We inform you that the Spanish Tax Authorities have issued a ruling clarifying the interpretation of article 108 of the Spanish Securities Market Act (Article 108 SMA), related to the taxation of acquisitions of shares and, in particular, of shares in real estate companies. As a result of this clarification, acquisitions of shares in real estate operating companies (REOCOs) will not be subject to Spanish Transfer Tax (STT) in any case.
Background
Under Article 108 SMA, acquisitions of control in companies which had at least 50 per centof their assets made up of real estate located in Spain (Real Estate Companies) were subject to STT. However, as a result of an amendment to Article 108 SMA, in force as from 31 October 2012, the scope of application of the STT on acquisitions of shares in Real Estate Companies was significantly reduced as it was limited to transactions driven by tax avoidance purposes.
According to the new wording of Article 108 SMA, the transactions which are considered as driven by tax avoidance purposes are, among others, the acquisitions of shares which:
- are carried out in the secondary market (all acquisitions in the primary markets are exempt from taxation);
- consist of unlisted securities (the transfers of listed securities are exempt in any case); and
- entail the takeover (or, if the control is already acquired, increase the purchaser's shareholding) of entities which have at least 50 per cent of their assets made up of real estate assets located in Spain which are not involved in business activities.

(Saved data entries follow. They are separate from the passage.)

//! Smart order execution on top of a base executor.
//!
//! Adds validation, retries with exponential backoff, order-type strategies
//! (market, limit, FOK, IOC, GTC), bounded fill polling, slippage protection
//! and partial-fill handling.

mod fill;
mod settings;
mod slippage;

pub use settings::ExecutorSettings;
pub use slippage::calculate_slippage;

use async_trait::async_trait;
use rust_decimal::Decimal;
use std::sync::Arc;
use std::time::Duration;
use thiserror::Error;
use tokio::time::Instant;
use tokio_util::sync::CancellationToken;
use tracing::{debug, info, warn};

use crate::domain::{
    ClosedOrder, ExecutionStatus, OpenOrder, OrderRequest, OrderResult, OrderSide, OrderType,
    fill_percent,
};
use crate::exchanges::{self, BaseExecutor, ExchangeError};
use fill::{FillQuery, FillWait, find_closed, wait_for_fill};

/// Execution errors. Every runtime failure carries the partial result known
/// at the time (last order ID, amount filled so far, attempts).
#[derive(Debug, Error)]
pub enum ExecutionError {
    /// Malformed request; nothing was sent to the exchange.
    #[error("{0}")]
    Validation(String),

    /// Retries exhausted, non-retryable error, or fill guardrail violated.
    #[error("order failed: {reason}")]
    Failed {
        reason: String,
        result: Box<OrderResult>,
    },

    /// Fill wait hit its deadline or was cancelled.
    #[error("order expired: {reason}")]
    Expired {
        reason: String,
        result: Box<OrderResult>,
    },
}

impl ExecutionError {
    /// Returns the partial result, if the request got past validation.
    pub fn result(&self) -> Option<&OrderResult> {
        match self {
            ExecutionError::Validation(_) => None,
            ExecutionError::Failed { result, .. } | ExecutionError::Expired { result, .. } => {
                Some(result)
            }
        }
    }

    fn result_mut(&mut self) -> Option<&mut OrderResult> {
        match self {
            ExecutionError::Validation(_) => None,
            ExecutionError::Failed { result, .. } | ExecutionError::Expired { result, .. } => {
                Some(result)
            }
        }
    }

    fn failed(reason: impl Into<String>, mut result: OrderResult) -> Self {
        let reason = reason.into();
        result.status = ExecutionStatus::Failed;
        result.error = Some(reason.clone());
        ExecutionError::Failed {
            reason,
            result: Box::new(result),
        }
    }

    fn expired(reason: impl Into<String>, mut result: OrderResult) -> Self {
        let reason = reason.into();
        result.status = ExecutionStatus::Expired;
        result.error = Some(reason.clone());
        ExecutionError::Expired {
            reason,
            result: Box::new(result),
        }
    }
}
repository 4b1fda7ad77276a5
//! Configuration error types.

use thiserror::Error;

/// Configuration loading error.
#[derive(Debug, Error)]
pub enum ConfigError {
    #[error("failed to read config file: {0}")]
    ReadFile(#[from] std::io::Error),
    #[error("failed to parse config: {0}")]
    Parse(#[from] serde_yaml::Error),
    #[error("validation failed: {0}")]
    Validation(String),
}
//! Trade execution and risk guard library.
//!
//! - [`execution`]: smart order placement over a [`exchanges::BaseExecutor`]
//! - [`risk`]: consecutive-loss pause, position throttle and risk manager agent
//! - [`storage`]: key-value stores backing the risk state

pub mod config;
pub mod domain;
pub mod exchanges;
pub mod execution;
pub mod risk;
pub mod storage;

Until March 25 2014, the lack of an express ruling from the Spanish Tax Authorities on the interpretation of the term "involved in business activities" in application of the new wording of Article 108 SMA, caused a high degree of uncertainty, since, for example, in activities concerning leasing of real estate assets, doubts were raised on whether VAT Law (which provides that the leasing of real estate assets should always be considered as a business activity) or Personal Income Tax Law should be followed (which contains a more restrictive criteria than VAT as it requires the fulfillment of additional requirements, having an office and an employee, contained in article 27.2 of Law 35/2006 on Personal Income Tax).
Clarification from the Spanish Tax Authorities and practical implications: The application of VAT criteria and the resulting exclusion of the acquisitions of shares in REOCOs from the scope of Article 108 SMA
Spanish Tax Authorities have confirmed that the term "involved in business activities" contained in Article 108 SMA must be interpreted following VAT Law, which in practical terms means that the scope of application of the STT on acquisitions of shares in Real Estate Companies is restricted to those residual cases of indirect transfers of personal or familiar real estate assets that are not involved in a business activity, therefore excluding every indirect transfer of business activities. For this reason, we consider that it is a very appropriate interpretation as it enhances the role of Article 108 SMA as a real anti-abuse provision in the field of the STT.
Final remark: Differences between share deals and asset deals are still relevant
In the light of the above, we would like to draw attention to the fact that different indirect taxation may arise when transferring a business activity, depending on the way in which the transfer is carried out. A share deal will not trigger indirect taxation, while an asset deal, unless it benefits from the special tax regime of restructuring operations, will paradoxically trigger STT on the real estate assets that are transferred, in addition to Local Tax on Increase in Urban Land Value to be paid by the seller.
It is therefore very important to take into account the different tax implications which may result from the different possible ways to implement these transactions.